>>>

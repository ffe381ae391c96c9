//! Single-page website fetcher. No link following.

use std::time::Duration;

use async_trait::async_trait;
use reqwest::header::{HeaderMap, HeaderValue, ACCEPT, ACCEPT_LANGUAGE, CONTENT_TYPE};
use reqwest::Client;
use thiserror::Error;
use tracing::debug;
use url::Url;

const MAX_REDIRECTS: usize = 5;

#[derive(Debug, Error)]
pub enum FetchError {
    #[error("{url} returned HTTP {status}")]
    Status { url: String, status: u16 },

    #[error("{url} is not an HTML page (content type: {content_type})")]
    NotHtml { url: String, content_type: String },

    #[error("timed out fetching {0}")]
    Timeout(String),

    #[error("could not reach {url}: {reason}")]
    Transport { url: String, reason: String },
}

impl FetchError {
    fn from_reqwest(url: &Url, err: reqwest::Error) -> Self {
        if err.is_timeout() {
            FetchError::Timeout(url.to_string())
        } else {
            FetchError::Transport {
                url: url.to_string(),
                reason: err.to_string(),
            }
        }
    }
}

#[derive(Debug, Clone)]
pub struct FetchedPage {
    pub url: Url,
    pub body: String,
}

#[async_trait]
pub trait PageFetcher: Send + Sync {
    async fn fetch(&self, url: &Url) -> Result<FetchedPage, FetchError>;
}

/// Fetches pages over HTTP with a bounded timeout and a descriptive user agent.
pub struct HttpPageFetcher {
    client: Client,
}

impl HttpPageFetcher {
    pub fn new(user_agent: &str, timeout: Duration) -> Result<Self, reqwest::Error> {
        let mut headers = HeaderMap::new();
        headers.insert(
            ACCEPT,
            HeaderValue::from_static("text/html,application/xhtml+xml;q=0.9,*/*;q=0.5"),
        );
        headers.insert(
            ACCEPT_LANGUAGE,
            HeaderValue::from_static("de-DE,de;q=0.9,en;q=0.8"),
        );

        let client = Client::builder()
            .timeout(timeout)
            .user_agent(user_agent)
            .default_headers(headers)
            .redirect(reqwest::redirect::Policy::limited(MAX_REDIRECTS))
            .build()?;

        Ok(Self { client })
    }
}

#[async_trait]
impl PageFetcher for HttpPageFetcher {
    async fn fetch(&self, url: &Url) -> Result<FetchedPage, FetchError> {
        debug!("Fetching {url}");
        let response = self
            .client
            .get(url.clone())
            .send()
            .await
            .map_err(|e| FetchError::from_reqwest(url, e))?;

        let status = response.status();
        if !status.is_success() {
            return Err(FetchError::Status {
                url: url.to_string(),
                status: status.as_u16(),
            });
        }

        let content_type = response
            .headers()
            .get(CONTENT_TYPE)
            .and_then(|v| v.to_str().ok())
            .unwrap_or("missing")
            .to_string();
        if !is_html_content_type(&content_type) {
            return Err(FetchError::NotHtml {
                url: url.to_string(),
                content_type,
            });
        }

        let final_url = response.url().clone();
        let body = response
            .text()
            .await
            .map_err(|e| FetchError::from_reqwest(url, e))?;
        debug!("Fetched {} bytes from {final_url}", body.len());

        Ok(FetchedPage {
            url: final_url,
            body,
        })
    }
}

pub fn is_html_content_type(content_type: &str) -> bool {
    let mime = content_type
        .split(';')
        .next()
        .unwrap_or_default()
        .trim()
        .to_ascii_lowercase();
    mime == "text/html" || mime == "application/xhtml+xml"
}

#[cfg(test)]
mod tests {
    use std::net::SocketAddr;

    use axum::{
        http::{header, HeaderMap},
        routing::get,
        Router,
    };

    use super::*;

    #[test]
    fn test_html_content_types() {
        assert!(is_html_content_type("text/html"));
        assert!(is_html_content_type("text/html; charset=utf-8"));
        assert!(is_html_content_type("TEXT/HTML;charset=ISO-8859-1"));
        assert!(is_html_content_type("application/xhtml+xml"));
    }

    #[test]
    fn test_non_html_content_types() {
        assert!(!is_html_content_type("application/pdf"));
        assert!(!is_html_content_type("application/json"));
        assert!(!is_html_content_type("missing"));
        assert!(!is_html_content_type(""));
    }

    #[test]
    fn test_status_error_message_names_code() {
        let err = FetchError::Status {
            url: "https://example.com/jobs/42".to_string(),
            status: 404,
        };
        assert_eq!(err.to_string(), "https://example.com/jobs/42 returned HTTP 404");
    }

    #[test]
    fn test_client_builds_with_custom_user_agent() {
        let fetcher = HttpPageFetcher::new("searchgen-test/0.1", Duration::from_secs(15));
        assert!(fetcher.is_ok());
    }

    // ── against a local server ─────────────────────────────────────────────

    async fn serve() -> SocketAddr {
        let router = Router::new()
            .route(
                "/jobs/42",
                get(|headers: HeaderMap| async move {
                    let agent = headers
                        .get(header::USER_AGENT)
                        .and_then(|v| v.to_str().ok())
                        .unwrap_or_default()
                        .to_string();
                    (
                        [(header::CONTENT_TYPE, "text/html; charset=utf-8")],
                        format!("<html><body><p>Lagerist (m/w/d)</p><p>{agent}</p></body></html>"),
                    )
                }),
            )
            .route(
                "/brochure.pdf",
                get(|| async { ([(header::CONTENT_TYPE, "application/pdf")], "%PDF-1.4") }),
            )
            .route(
                "/slow",
                get(|| async {
                    tokio::time::sleep(Duration::from_secs(5)).await;
                    ([(header::CONTENT_TYPE, "text/html")], "<p>too late</p>")
                }),
            );

        let listener = tokio::net::TcpListener::bind("127.0.0.1:0").await.unwrap();
        let addr = listener.local_addr().unwrap();
        tokio::spawn(async move {
            axum::serve(listener, router).await.unwrap();
        });
        addr
    }

    fn local(addr: SocketAddr, path: &str) -> Url {
        Url::parse(&format!("http://{addr}{path}")).unwrap()
    }

    fn fetcher() -> HttpPageFetcher {
        HttpPageFetcher::new("searchgen-test/0.1", Duration::from_millis(300)).unwrap()
    }

    #[tokio::test]
    async fn test_fetches_html_with_user_agent() {
        let addr = serve().await;
        let page = fetcher().fetch(&local(addr, "/jobs/42")).await.unwrap();
        assert_eq!(page.url, local(addr, "/jobs/42"));
        assert!(page.body.contains("Lagerist (m/w/d)"));
        assert!(page.body.contains("searchgen-test/0.1"));
    }

    #[tokio::test]
    async fn test_pdf_response_is_not_html() {
        let addr = serve().await;
        let err = fetcher().fetch(&local(addr, "/brochure.pdf")).await.unwrap_err();
        assert!(
            matches!(&err, FetchError::NotHtml { content_type, .. } if content_type == "application/pdf"),
            "{err:?}"
        );
    }

    #[tokio::test]
    async fn test_missing_page_is_status_error() {
        let addr = serve().await;
        let err = fetcher().fetch(&local(addr, "/jobs/404")).await.unwrap_err();
        assert!(matches!(err, FetchError::Status { status: 404, .. }), "{err:?}");
    }

    #[tokio::test]
    async fn test_slow_page_times_out() {
        let addr = serve().await;
        let err = fetcher().fetch(&local(addr, "/slow")).await.unwrap_err();
        assert!(matches!(err, FetchError::Timeout(_)), "{err:?}");
    }
}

<<<

• _Task prompt_: Would you transcribe the entire listing above without any deviation?

• _The answer_:
repository ffe381ae391c96c9
//! Single-page website fetcher. No link following.

use std::time::Duration;

use async_trait::async_trait;
use reqwest::header::{HeaderMap, HeaderValue, ACCEPT, ACCEPT_LANGUAGE, CONTENT_TYPE};
use reqwest::Client;
use thiserror::Error;
use tracing::debug;
use url::Url;

const MAX_REDIRECTS: usize = 5;

#[derive(Debug, Error)]
pub enum FetchError {
    #[error("{url} returned HTTP {status}")]
    Status { url: String, status: u16 },

    #[error("{url} is not an HTML page (content type: {content_type})")]
    NotHtml { url: String, content_type: String },

    #[error("timed out fetching {0}")]
    Timeout(String),

    #[error("could not reach {url}: {reason}")]
    Transport { url: String, reason: String },
}

impl FetchError {
    fn from_reqwest(url: &Url, err: reqwest::Error) -> Self {
        if err.is_timeout() {
            FetchError::Timeout(url.to_string())
        } else {
            FetchError::Transport {
                url: url.to_string(),
                reason: err.to_string(),
            }
        }
    }
}

#[derive(Debug, Clone)]
pub struct FetchedPage {
    pub url: Url,
    pub body: String,
}

#[async_trait]
pub trait PageFetcher: Send + Sync {
    async fn fetch(&self, url: &Url) -> Result<FetchedPage, FetchError>;
}

/// Fetches pages over HTTP with a bounded timeout and a descriptive user agent.
pub struct HttpPageFetcher {
    client: Client,
}

impl HttpPageFetcher {
    pub fn new(user_agent: &str, timeout: Duration) -> Result<Self, reqwest::Error> {
        let mut headers = HeaderMap::new();
        headers.insert(
            ACCEPT,
            HeaderValue::from_static("text/html,application/xhtml+xml;q=0.9,*/*;q=0.5"),
        );
        headers.insert(
            ACCEPT_LANGUAGE,
            HeaderValue::from_static("de-DE,de;q=0.9,en;q=0.8"),
        );

        let client = Client::builder()
            .timeout(timeout)
            .user_agent(user_agent)
            .default_headers(headers)
            .redirect(reqwest::redirect::Policy::limited(MAX_REDIRECTS))
            .build()?;

        Ok(Self { client })
    }
}

#[async_trait]
impl PageFetcher for HttpPageFetcher {
    async fn fetch(&self, url: &Url) -> Result<FetchedPage, FetchError> {
        debug!("Fetching {url}");
        let response = self
            .client
            .get(url.clone())
            .send()
            .await
            .map_err(|e| FetchError::from_reqwest(url, e))?;

        let status = response.status();
        if !status.is_success() {
            return Err(FetchError::Status {
                url: url.to_string(),
                status: status.as_u16(),
            });
        }

        let content_type = response
            .headers()
            .get(CONTENT_TYPE)
            .and_then(|v| v.to_str().ok())
            .unwrap_or("missing")
            .to_string();
        if !is_html_content_type(&content_type) {
            return Err(FetchError::NotHtml {
                url: url.to_string(),
                content_type,
            });
        }

        let final_url = response.url().clone();
        let body = response
            .text()
            .await
            .map_err(|e| FetchError::from_reqwest(url, e))?;
        debug!("Fetched {} bytes from {final_url}", body.len());

        Ok(FetchedPage {
            url: final_url,
            body,
        })
    }
}

pub fn is_html_content_type(content_type: &str) -> bool {
    let mime = content_type
        .split(';')
        .next()
        .unwrap_or_default()
        .trim()
        .to_ascii_lowercase();
    mime == "text/html" || mime == "application/xhtml+xml"
}

#[cfg(test)]
mod tests {
    use std::net::SocketAddr;

    use axum::{
        http::{header, HeaderMap},
        routing::get,
        Router,
    };

    use super::*;

    #[test]
    fn test_html_content_types() {
        assert!(is_html_content_type("text/html"));
        assert!(is_html_content_type("text/html; charset=utf-8"));
        assert!(is_html_content_type("TEXT/HTML;charset=ISO-8859-1"));
        assert!(is_html_content_type("application/xhtml+xml"));
    }

    #[test]
    fn test_non_html_content_types() {
        assert!(!is_html_content_type("application/pdf"));
        assert!(!is_html_content_type("application/json"));
        assert!(!is_html_content_type("missing"));
        assert!(!is_html_content_type(""));
    }

    #[test]
    fn test_status_error_message_names_code() {
        let err = FetchError::Status {
            url: "https://example.com/jobs/42".to_string(),
            status: 404,
        };
        assert_eq!(err.to_string(), "https://example.com/jobs/42 returned HTTP 404");
    }

    #[test]
    fn test_client_builds_with_custom_user_agent() {
        let fetcher = HttpPageFetcher::new("searchgen-test/0.1", Duration::from_secs(15));
        assert!(fetcher.is_ok());
    }

    // ── against a local server ─────────────────────────────────────────────

    async fn serve() -> SocketAddr {
        let router = Router::new()
            .route(
                "/jobs/42",
                get(|headers: HeaderMap| async move {
                    let agent = headers
                        .get(header::USER_AGENT)
                        .and_then(|v| v.to_str().ok())
                        .unwrap_or_default()
                        .to_string();
                    (
                        [(header::CONTENT_TYPE, "text/html; charset=utf-8")],
                        format!("<html><body><p>Lagerist (m/w/d)</p><p>{agent}</p></body></html>"),
                    )
                }),
            )
            .route(
                "/brochure.pdf",
                get(|| async { ([(header::CONTENT_TYPE, "application/pdf")], "%PDF-1.4") }),
            )
            .route(
                "/slow",
                get(|| async {
                    tokio::time::sleep(Duration::from_secs(5)).await;
                    ([(header::CONTENT_TYPE, "text/html")], "<p>too late</p>")
                }),
            );

        let listener = tokio::net::TcpListener::bind("127.0.0.1:0").await.unwrap();
        let addr = listener.local_addr().unwrap();
        tokio::spawn(async move {
            axum::serve(listener, router).await.unwrap();
        });
        addr
    }

    fn local(addr: SocketAddr, path: &str) -> Url {
        Url::parse(&format!("http://{addr}{path}")).unwrap()
    }

    fn fetcher() -> HttpPageFetcher {
        HttpPageFetcher::new("searchgen-test/0.1", Duration::from_millis(300)).unwrap()
    }

    #[tokio::test]
    async fn test_fetches_html_with_user_agent() {
        let addr = serve().await;
        let page = fetcher().fetch(&local(addr, "/jobs/42")).await.unwrap();
        assert_eq!(page.url, local(addr, "/jobs/42"));
        assert!(page.body.contains("Lagerist (m/w/d)"));
        assert!(page.body.contains("searchgen-test/0.1"));
    }

    #[tokio::test]
    async fn test_pdf_response_is_not_html() {
        let addr = serve().await;
        let err = fetcher().fetch(&local(addr, "/brochure.pdf")).await.unwrap_err();
        assert!(
            matches!(&err, FetchError::NotHtml { content_type, .. } if content_type == "application/pdf"),
            "{err:?}"
        );
    }

    #[tokio::test]
    async fn test_missing_page_is_status_error() {
        let addr = serve().await;
        let err = fetcher().fetch(&local(addr, "/jobs/404")).await.unwrap_err();
        assert!(matches!(err, FetchError::Status { status: 404, .. }), "{err:?}");
    }

    #[tokio::test]
    async fn test_slow_page_times_out() {
        let addr = serve().await;
        let err = fetcher().fetch(&local(addr, "/slow")).await.unwrap_err();
        assert!(matches!(err, FetchError::Timeout(_)), "{err:?}");
    }
}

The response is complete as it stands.